It's also surprising how quickly companies are giving up their strict access control by letting employees basically search through everything. I'm used to customers asking for more fine-grained access rules, not less strict.

Given the widespread misuse of these systems (eg. "I'm going to look up my friend's bank account for fun"), that doesn't seem like a great strategy.


Employees can already search through everything. Copilot makes it easier to find things but it runs with the user’s permissions and obeys the existing access rules


> Employees can already search through everything.

Not in the places I worked. Not at all! There were confidential matters that only people with dedicated responsibility can access and act on. Otherwise it would be a disaster whenever a less honest employee come accross data useful to act on the companies behalf or worse, act directly pretending being one of those eligible people.

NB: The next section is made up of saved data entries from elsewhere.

//! Command-line interface.
//!
//! `s3csi serve` runs the daemon; the remaining commands are an operator
//! surface that speaks to a running daemon over its unix socket, useful
//! for debugging a node without going through the orchestrator.

pub mod op;
pub mod ops;

use std::path::PathBuf;

use clap::{Parser, Subcommand};

use crate::http_server::client::UnixClient;
use op::{Op, OpContext};

#[derive(Parser, Debug)]
#[command(name = "s3csi", about = "CSI driver exposing S3 buckets as pod volumes")]
pub struct Cli {
    /// Path of the unix socket the RPC services are served on
    #[arg(
        long = "csi-address",
        global = true,
        default_value = "/csi/csi.sock",
        env = "CSI_ADDRESS"
    )]
    pub csi_address: PathBuf,

    #[command(subcommand)]
    pub command: Command,
}

#[derive(Subcommand, Debug)]
pub enum Command {
    /// Run the driver daemon
    Serve(ops::serve::Serve),
    /// Ask a running daemon whether its mount helper is ready
    Probe(ops::probe::Probe),
    /// Publish a bucket at a target path via a running daemon
    Publish(ops::publish::Publish),
    /// Unpublish whatever is mounted at a target path
    Unpublish(ops::unpublish::Unpublish),
    /// Show the node identity a running daemon reports
    Info(ops::info::Info),
    /// Print build information
    Version(ops::version::Version),
}

impl Cli {
    pub async fn run(self) -> anyhow::Result<()> {
        let ctx = OpContext {
            client: UnixClient::new(&self.csi_address),
            socket_path: self.csi_address.clone(),
        };
        match self.command {
            Command::Serve(op) => {
                op.execute(&ctx).await?;
            }
            Command::Probe(op) => println!("{}", op.execute(&ctx).await?),
            Command::Publish(op) => println!("{}", op.execute(&ctx).await?),
            Command::Unpublish(op) => println!("{}", op.execute(&ctx).await?),
            Command::Info(op) => println!("{}", op.execute(&ctx).await?),
            Command::Version(op) => println!("{}", op.execute(&ctx).await?),
        }
        Ok(())
    }
}
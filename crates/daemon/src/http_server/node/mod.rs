//! CSI Node service: volume publish/unpublish on this node.

pub mod capabilities;
pub mod info;
pub mod publish;
pub mod unpublish;

use axum::routing::post;
use axum::Router;

use crate::state::ServiceState;

pub fn router() -> Router<ServiceState> {
    Router::new()
        .route("/publish_volume", post(publish::handler))
        .route("/unpublish_volume", post(unpublish::handler))
        .route("/info", post(info::handler))
        .route("/capabilities", post(capabilities::handler))
}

Then I wonder how this bots handle the info. Are those scanning through what's there and build the knowledge into self? I guess so, otherwise how would know what is what when asked about, if something is a thing and being there at all. And then if having limited access then the bot would be clueless about some important things the people with elevated credentials need. Or, if can scan everything, I mean everything!, then that data is built into the bot, it 'knows' it, so it is just time tricking to give it out to those not eligible. Pretending being someone, or pretending getting received elevated credentails, or who knows what ways could be there to trick and squeeze that knowledge out from these chatty things. Or can be there several different bots, training multitude of bots, some left clueless like an ordinary employee and not let talk to, the CEO having an administrative bot that knows it all? I am jut trying to imagine being complete outsider how these things work.


Employees can already search through everything _they have permission to _

Copilot only has access to whatever the user has access to - it uses the same permissions.

The copilot bots in the article are slightly different from normal copilot so might have elevated permissions but if you are creating a service with access to your data then you should make sure it has the correct restrictions in place - there is nothing special about copilot in this regard.


But bots need to be trained on data before use. That the bot will 'soak in'. And have acces to the specific set of data allowed during the training. Which then will be given out at the time being used. Either those bots have access to the very same set of data at training time as the user will have at using time, or there will be trouble (not working with right set of data and miss things, or giving too much not having privilege to normally). Right? Jut trying to understand.

So then each user need to use a specific bot trained precisely to the level of acces the user is having. And need proper matching mechanism the right bot to the right user without glitch. Right? Switching bots at changing privilege levels, deserting previously used one for a - for the user - brand new one. Like this?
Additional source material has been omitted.